[lttng-dev] Wrong procname for userspace trace of app with different thread names

Mathieu Desnoyers mathieu.desnoyers at efficios.com
Wed Oct 24 08:32:07 EDT 2012


* David OShea (David.OShea at quantum.com) wrote:
> Hi all,
> 
> I performed a userspace trace of a multi-threaded application that
> uses prctl(PR_SET_NAME, ...) to give its threads names.  From the
> output of 'lttng view' below (I removed timestamps to make it
> shorter), it appears that UST is populating the "procname" by getting
> the process/thread name from the first thread it sees for a given PID,
> then assuming that name applies to all threads in the process:

Yes, this is right.

> 
> mydaemon:22593 mydaemon:start: { <cpu_id> }, { pthread_id = 1496398144, procname = "mythread31", vtid = 22761, vpid = 22593 }, { <payload> }
> mydaemon:22593 mydaemon:end: { <cpu_id> }, { pthread_id = 1496398144, procname = "mythread31", vtid = 22761, vpid = 22593 }, { <payload> }
> myclient:28277 myclient:end: { <cpu_id> }, { pthread_id = 47216641758592, vtid = 28277, vpid = 28277, procname = "myclient" }, { <payload> }
> myclient:28277 myclient:start: { <cpu_id> }, { pthread_id = 47216641758592, vtid = 28277, vpid = 28277, procname = "myclient" }, { <payload> }
> mydaemon:22593 mydaemon:start: { <cpu_id> }, { pthread_id = 1485908288, procname = "mythread31", vtid = 22760, vpid = 22593 }, { <payload> }
> 
> On the first line, the procname contains the thread name for vtid =
> 22761.  On the last line, the procname is still shown as "mythread31",
> but the vtid is different, and I can see from
> /proc/22593/task/22760/stat that the thread's name is "mythread30".
> However, the <process name>:<PID> at the start of each line - the pair
> before the <trace provider>:<tracepoint name> - does show the actual
> process name rather than any thread name.
> 
> I'm using LTTng 2.0.4 and babeltrace 1.0.0.rc5.  I set up my trace
> using these steps:
> 
> lttng create
> lttng enable-channel channel0 --userspace
> lttng add-context --userspace -t vpid -t vtid -t procname -t pthread_id
> lttng enable-event --userspace --all
> 
> It would be great if "procname" was replaced by "threadname" and
> showed each thread's name correctly, since the process's name is
> already shown, but the thread names would be very useful.  Otherwise,
> at the very least, "procname" should probably show the same thing that
> is shown at the start of the line rather than incorrectly using the
> name of one of the threads.

We currently choose to get the process name only once and cache it
for performance reasons: we don't want to call prctl (and thus pay a
round-trip to the kernel) each and every time an event is traced.

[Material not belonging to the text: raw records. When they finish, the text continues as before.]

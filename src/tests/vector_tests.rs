// Copyright (c) 2025 Varshith Gudur. Licensed under AGPLv3.
//! Published vectors, asserted bit for bit.
use crate::axis::axis_root;
use crate::cantor::{one_hash, subtree_root};
use crate::movement::{build_movement_proof, combine_roots, estimate_cost, verify_movement_proof, HopCost};
use crate::types::Coordinate;
use num_bigint::BigUint;

fn roots(from: &Coordinate, to: &Coordinate) -> [BigUint; 3] {
    let proof = build_movement_proof(from, to, 16).unwrap();
    [
        axis_root(&proof.x).unwrap(),
        axis_root(&proof.y).unwrap(),
        axis_root(&proof.z).unwrap(),
    ]
}

#[test]
fn test_subtree_root_vector() {
    assert_eq!(subtree_root(&BigUint::from(0u32), 2), BigUint::from(228u32));
}

#[test]
fn test_origin_to_321() {
    let from = Coordinate::origin();
    let to = Coordinate::from_u64(3, 2, 1);

    let [cx, cy, cz] = roots(&from, &to);
    assert_eq!(cx, BigUint::from(228u32));
    assert_eq!(cy, BigUint::from(228u32));
    assert_eq!(cz, BigUint::from(2u32));
    let combined = combine_roots(&cx, &cy, &cz);
    assert_eq!(combined, BigUint::from(5_452_446_953u64));

    let proof = build_movement_proof(&from, &to, 16).unwrap();
    assert_eq!(proof.proof_hash, one_hash(&combined));
    assert_eq!(
        proof.proof_hash.to_hex(),
        "9306cfcf163adfa9a1f34933091a445bbbc77de02a1e504eba9d6bcd5950b414"
    );
    assert_eq!(
        proof.discovery_id().to_hex(),
        "1247b1caeb69145100d6adbb52943c36d72023b10a0f5f434d41311d0b0b339c"
    );
    assert!(verify_movement_proof(&proof));
}

#[test]
fn test_unit_step_on_x() {
    let from = Coordinate::from_u64(100, 200, 300);
    let to = Coordinate::from_u64(101, 200, 300);

    assert_eq!(estimate_cost(&from, &to), HopCost { x: 1, y: 0, z: 0 });
    let [cx, cy, cz] = roots(&from, &to);
    assert_eq!(cx, BigUint::from(20402u32));
    assert_eq!(cy, BigUint::from(200u32));
    assert_eq!(cz, BigUint::from(300u32));

    let proof = build_movement_proof(&from, &to, 16).unwrap();
    assert_eq!(
        proof.proof_hash.to_hex(),
        "4e02171a1986de2299e3abe37a00b419d853da9bcab7139d76189f5506b138f6"
    );
    assert_eq!(
        proof.discovery_id().to_hex(),
        "b3e3141659d48d3f7e39a684ab9f193badc11497ea6c3d0f89fefd8e9dbc85c5"
    );
}

#[test]
fn test_origin_to_800_900_1000() {
    let proof = build_movement_proof(&Coordinate::origin(), &Coordinate::from_u64(800, 900, 1000), 16).unwrap();
    assert_eq!(proof.cost(), HopCost { x: 10, y: 10, z: 10 });
    assert_eq!(
        proof.proof_hash.to_hex(),
        "d1ed6818770b37a3d68c97fd65cd07d3af24a705ef8eb681fea99172b8eadf0d"
    );
    assert_eq!(
        proof.discovery_id().to_hex(),
        "7b67be1e49962882683bc3b3a1be728136754c9fbe9b9a75c4a3e2a629c2d97a"
    );
    assert!(verify_movement_proof(&proof));
}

I agree with you, though, that maybe this shortcut is not strictly right
semantically speaking.

One approach we could take would be to do like liblttng-ust-fork, and
provide a way to override prctl(), and keep a procname per-thread value
cached in user-space. This could fit in liblttng-ust-libc, which can be
optionally loaded. When available, the procname context in UST would use
this cached information instead of the info cached per process. However,
this change is quite intrusive at this point of the -rc cycle.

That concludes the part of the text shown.